The Art of Being Extra | DIY High-Waisted Wide-Leg Pants – McCall’s M7726
I absolutely love wearing my new camp-inspired, extra high-waisted, extra wide-legged, extra loud-printed pants! But they almost never were…
You see, I was worried about drawing too much attention to myself. I had planned these pants for my trip to Venice last fall, but the fear that I would be too extra crept into my mind when it came time to cut and sew the pattern. I was too ashamed to walk out of the hostel, tour around the city and pose for selfies while wearing something so intentionally designed to draw attention. My own self-judgement was muting my fabulous.
And then I saw Billy Porter carried into the Met Gala 2019 on a velvet-draped litter by 6 muscled men and then rise and literally peacock with 12-foot golden wings up and down the pink carpet. Camp is, Porter explained, “The art of being extra.” Camp is transcendent style; it’s deeply saturated self-expression. Camp is letting your light shine, never diffusing your brilliance.

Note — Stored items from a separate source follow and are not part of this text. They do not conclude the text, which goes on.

//! Dataset provider.
//!
//! The dashboard reads its table exactly once at startup. By default this is
//! the sample bundled with the crate; a Palmer-format CSV (as published by the
//! `palmerpenguins` package, `NA` for missing values) can be loaded instead.

use std::fs::File;
use std::io::Read;
use std::path::Path;

use serde::Deserialize;

use super::schema::{Dataset, Island, PenguinRecord, Sex, Species};
use crate::error::{Error, Result};

/// Sample of the Palmer Archipelago penguin observations bundled with the crate.
pub const SAMPLE_CSV: &str = include_str!("../../data/penguins.csv");

/// Columns a CSV must provide. `sex` and `year` are optional.
const REQUIRED_COLUMNS: [&str; 6] = [
    "species",
    "island",
    "bill_length_mm",
    "bill_depth_mm",
    "flipper_length_mm",
    "body_mass_g",
];

#[derive(Debug, Deserialize)]
struct CsvRow {
    species: Species,
    island: Island,
    #[serde(deserialize_with = "csv::invalid_option")]
    bill_length_mm: Option<f64>,
    #[serde(deserialize_with = "csv::invalid_option")]
    bill_depth_mm: Option<f64>,
    #[serde(deserialize_with = "csv::invalid_option")]
    flipper_length_mm: Option<f64>,
    #[serde(deserialize_with = "csv::invalid_option")]
    body_mass_g: Option<f64>,
    #[serde(default, deserialize_with = "csv::invalid_option")]
    sex: Option<Sex>,
    #[serde(default, deserialize_with = "csv::invalid_option")]
    year: Option<u16>,
}

/// `inf` and `NaN` parse as floats but are not measurements; treat them like `NA`.
fn measurement(value: Option<f64>) -> Option<f64> {
    value.filter(|v| v.is_finite())
}

impl From<CsvRow> for PenguinRecord {
    fn from(row: CsvRow) -> Self {
        Self {
            species: row.species,
            island: row.island,
            bill_length_mm: measurement(row.bill_length_mm),
            bill_depth_mm: measurement(row.bill_depth_mm),
            flipper_length_mm: measurement(row.flipper_length_mm),
            body_mass_g: measurement(row.body_mass_g),
            sex: row.sex,
            year: row.year,
        }
    }
}

/// Load the bundled sample dataset.
pub fn load_dataset() -> Result<Dataset> {
    parse_csv(SAMPLE_CSV.as_bytes(), None)
}

/// Load a dataset from a CSV file on disk.
pub fn load_dataset_from(path: &Path) -> Result<Dataset> {
    let file = File::open(path)?;
    parse_csv(file, Some(path))
}

/// Parse a Palmer-format CSV. `origin` is only used in error messages.
pub fn parse_csv<R: Read>(reader: R, origin: Option<&Path>) -> Result<Dataset> {
    let mut reader = csv::Reader::from_reader(reader);

    let headers = reader.headers()?.clone();
    let missing: Vec<&str> = REQUIRED_COLUMNS
        .iter()
        .copied()
        .filter(|column| !headers.iter().any(|h| h == *column))
        .collect();
    if !missing.is_empty() {
        return Err(Error::Dataset {
            path: origin.map(Path::to_path_buf),
            message: format!("missing column(s): {}", missing.join(", ")),
        });
    }

    let mut records = Vec::new();
    for row in reader.deserialize::<CsvRow>() {
        let row = row.map_err(|e| Error::Dataset {
            path: origin.map(Path::to_path_buf),
            message: e.to_string(),
        })?;
        records.push(PenguinRecord::from(row));
    }

    if records.is_empty() {
        tracing::warn!("Dataset contains no rows");
    }
    tracing::debug!(
        rows = records.len(),
        source = %origin.map(|p| p.display().to_string()).unwrap_or_else(|| "bundled sample".to_string()),
        "Loaded penguin dataset"
    );

    Ok(Dataset::new(records))
}
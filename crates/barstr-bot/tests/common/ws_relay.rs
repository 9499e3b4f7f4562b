//! In-process NIP-01 relay for end-to-end tests.
//!
//! Stores every published event, replays matches on `REQ` followed by
//! `EOSE`, and pushes new events to live subscriptions. Tests can inject
//! signed events directly with [`WsRelay::inject`].

use axum::{
    extract::{
        ws::{Message, WebSocket, WebSocketUpgrade},
        State,
    },
    response::IntoResponse,
    routing::get,
    Router,
};
use futures::{SinkExt, StreamExt};
use serde::{Deserialize, Serialize};
use std::collections::HashMap;
use std::net::SocketAddr;
use std::sync::atomic::{AtomicUsize, Ordering};
use std::sync::Arc;
use tokio::net::TcpListener;
use tokio::sync::{broadcast, mpsc, RwLock};

#[derive(Debug, Clone, Serialize, Deserialize)]
pub struct RelayEvent {
    pub id: String,
    pub pubkey: String,
    pub created_at: u64,
    pub kind: u32,
    pub tags: Vec<Vec<String>>,
    pub content: String,
    pub sig: String,
}

impl RelayEvent {
    pub fn has_tag(&self, name: &str, value: &str) -> bool {
        self.tags
            .iter()
            .any(|t| t.len() >= 2 && t[0] == name && t[1] == value)
    }
}

impl From<&nostr::Event> for RelayEvent {
    fn from(event: &nostr::Event) -> Self {
        let value = serde_json::to_value(event).expect("event serializes");
        serde_json::from_value(value).expect("event has NIP-01 shape")
    }
}

#[derive(Debug, Clone, Default, Serialize, Deserialize)]
pub struct RelayFilter {
    #[serde(skip_serializing_if = "Option::is_none")]
    pub ids: Option<Vec<String>>,
    #[serde(skip_serializing_if = "Option::is_none")]
    pub authors: Option<Vec<String>>,
    #[serde(skip_serializing_if = "Option::is_none")]
    pub kinds: Option<Vec<u32>>,
    #[serde(rename = "#p", skip_serializing_if = "Option::is_none")]
    pub p_tags: Option<Vec<String>>,
    #[serde(rename = "#e", skip_serializing_if = "Option::is_none")]
    pub e_tags: Option<Vec<String>>,
    #[serde(rename = "#t", skip_serializing_if = "Option::is_none")]
    pub t_tags: Option<Vec<String>>,
    #[serde(skip_serializing_if = "Option::is_none")]
    pub since: Option<u64>,
    #[serde(skip_serializing_if = "Option::is_none")]
    pub until: Option<u64>,
}

fn tag_matches(event: &RelayEvent, name: &str, wanted: &Option<Vec<String>>) -> bool {
    match wanted {
        Some(values) => values.iter().any(|v| event.has_tag(name, v)),
        None => true,
    }
}

impl RelayFilter {
    pub fn matches(&self, event: &RelayEvent) -> bool {
        if let Some(ref ids) = self.ids {
            if !ids.contains(&event.id) {
                return false;
            }
        }
        if let Some(ref authors) = self.authors {
            if !authors.contains(&event.pubkey) {
                return false;
            }
        }
        if let Some(ref kinds) = self.kinds {
            if !kinds.contains(&event.kind) {
                return false;
            }
        }
        if !tag_matches(event, "p", &self.p_tags)
            || !tag_matches(event, "e", &self.e_tags)
            || !tag_matches(event, "t", &self.t_tags)
        {
            return false;
        }
        if self.since.is_some_and(|since| event.created_at < since) {
            return false;
        }
        if self.until.is_some_and(|until| event.created_at > until) {
            return false;
        }
        true
    }
}

struct RelayState {
    events: RwLock<Vec<RelayEvent>>,
    broadcast: broadcast::Sender<RelayEvent>,
    requests: AtomicUsize,
}

impl RelayState {
    fn new() -> Self {
        let (broadcast, _) = broadcast::channel(1024);
        Self {
            events: RwLock::new(Vec::new()),
            broadcast,
            requests: AtomicUsize::new(0),
        }
    }

    async fn store(&self, event: RelayEvent) {
        self.events.write().await.push(event.clone());
        let _ = self.broadcast.send(event);
    }
}

pub struct WsRelay {
    state: Arc<RelayState>,
    addr: Option<SocketAddr>,
    shutdown_tx: Option<mpsc::Sender<()>>,
}

impl WsRelay {
    pub fn new() -> Self {
        Self {
            state: Arc::new(RelayState::new()),
            addr: None,
            shutdown_tx: None,
        }
    }

    /// Binds to a random local port and starts serving.
    pub async fn start(&mut self) -> Result<SocketAddr, std::io::Error> {
        let listener = TcpListener::bind("127.0.0.1:0").await?;
        let addr = listener.local_addr()?;
        self.addr = Some(addr);

        let (shutdown_tx, mut shutdown_rx) = mpsc::channel::<()>(1);
        self.shutdown_tx = Some(shutdown_tx);

        let app = Router::new()
            .route("/", get(ws_handler))
            .with_state(self.state.clone());

        tokio::spawn(async move {
            axum::serve(listener, app)
                .with_graceful_shutdown(async move {
                    shutdown_rx.recv().await;
                })
                .await
                .ok();
        });

        Ok(addr)
    }

    pub fn url(&self) -> Option<String> {
        self.addr.map(|addr| format!("ws://{}", addr))
    }

    pub async fn stop(&mut self) {
        if let Some(tx) = self.shutdown_tx.take() {
            let _ = tx.send(()).await;
        }
    }

    /// Stores a signed event as if a client had published it.
    pub async fn inject(&self, event: &nostr::Event) {
        self.state.store(RelayEvent::from(event)).await;
    }

    pub async fn events(&self) -> Vec<RelayEvent> {
        self.state.events.read().await.clone()
    }

    /// Number of `REQ` messages received so far.
    pub fn request_count(&self) -> usize {
        self.state.requests.load(Ordering::SeqCst)
    }
}

impl Default for WsRelay {
    fn default() -> Self {
        Self::new()
    }
}

async fn ws_handler(
    ws: WebSocketUpgrade,
    State(state): State<Arc<RelayState>>,
) -> impl IntoResponse {
    ws.on_upgrade(move |socket| handle_socket(socket, state))
}

async fn handle_socket(socket: WebSocket, state: Arc<RelayState>) {
    let (mut sender, mut receiver) = socket.split();
    let subscriptions: Arc<RwLock<HashMap<String, Vec<RelayFilter>>>> =
        Arc::new(RwLock::new(HashMap::new()));
    let (tx, mut rx) = mpsc::channel::<String>(1024);

    let mut live = state.broadcast.subscribe();
    let live_subscriptions = subscriptions.clone();
    let live_tx = tx.clone();
    let live_task = tokio::spawn(async move {
        while let Ok(event) = live.recv().await {
            let subs = live_subscriptions.read().await;
            for (sub_id, filters) in subs.iter() {
                if filters.iter().any(|f| f.matches(&event)) {
                    let msg = serde_json::json!(["EVENT", sub_id, event]);
                    let _ = live_tx.send(msg.to_string()).await;
                }
            }
        }
    });

    let send_task = tokio::spawn(async move {
        while let Some(msg) = rx.recv().await {
            if sender.send(Message::Text(msg)).await.is_err() {
                break;
            }
        }
    });

    while let Some(Ok(msg)) = receiver.next().await {
        let Message::Text(text) = msg else {
            continue;
        };
        let Ok(parsed) = serde_json::from_str::<Vec<serde_json::Value>>(&text) else {
            continue;
        };

        match parsed.first().and_then(|v| v.as_str()) {
            Some("EVENT") if parsed.len() >= 2 => {
                if let Ok(event) = serde_json::from_value::<RelayEvent>(parsed[1].clone()) {
                    let event_id = event.id.clone();
                    state.store(event).await;
                    let ok = serde_json::json!(["OK", event_id, true, ""]);
                    let _ = tx.send(ok.to_string()).await;
                }
            }
            Some("REQ") if parsed.len() >= 3 => {
                let sub_id = parsed[1].as_str().unwrap_or("").to_string();
                let filters: Vec<RelayFilter> = parsed[2..]
                    .iter()
                    .filter_map(|f| serde_json::from_value(f.clone()).ok())
                    .collect();

                // Register before replaying so nothing stored in between is lost.
                subscriptions
                    .write()
                    .await
                    .insert(sub_id.clone(), filters.clone());

                for event in state.events.read().await.iter() {
                    if filters.iter().any(|f| f.matches(event)) {
                        let msg = serde_json::json!(["EVENT", &sub_id, event]);
                        let _ = tx.send(msg.to_string()).await;
                    }
                }
                let eose = serde_json::json!(["EOSE", &sub_id]);
                let _ = tx.send(eose.to_string()).await;
                state.requests.fetch_add(1, Ordering::SeqCst);
            }
            Some("CLOSE") if parsed.len() >= 2 => {
                if let Some(sub_id) = parsed[1].as_str() {
                    subscriptions.write().await.remove(sub_id);
                }
            }
            _ => {}
        }
    }

    live_task.abort();
    send_task.abort();
}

I woke up the morning after the Met Gala and immediately cut and sewed these pants. The pattern is high in the waist, long in the inseam, and super wide in the leg. The print is high contrast, abstract but repetitious, sunflowers and sun rays. These pants are EXTRA and FIERCE! They are the epitome of the style I want for myself – shining.
No more second-guessing, muting, diffusing, slouching, or dulling fabulous style.
Let your light shine, sis!
Fabric
- Printed stretch cotton sateen from Chic Fabrics, bought in NYC
- The stretch in the fabric makes these pants very comfortable to wear
Pattern
- McCall’s M7726, View D Pants
- Sewing Difficulty – 2/5
- Fit Difficulty – 2/5
- I made this before – Shorts here
- The trick is taking out most of the ease so you’re not floating in the pants
- I’ve already made this again. Details coming soon!
Fit & Modifications
- Same complaint as before, I cannot understand why McCall’s drafted this pattern with 5 inches of ease at the waist and 8 inches at the hips. I cut 2 sizes smaller so they would stay up.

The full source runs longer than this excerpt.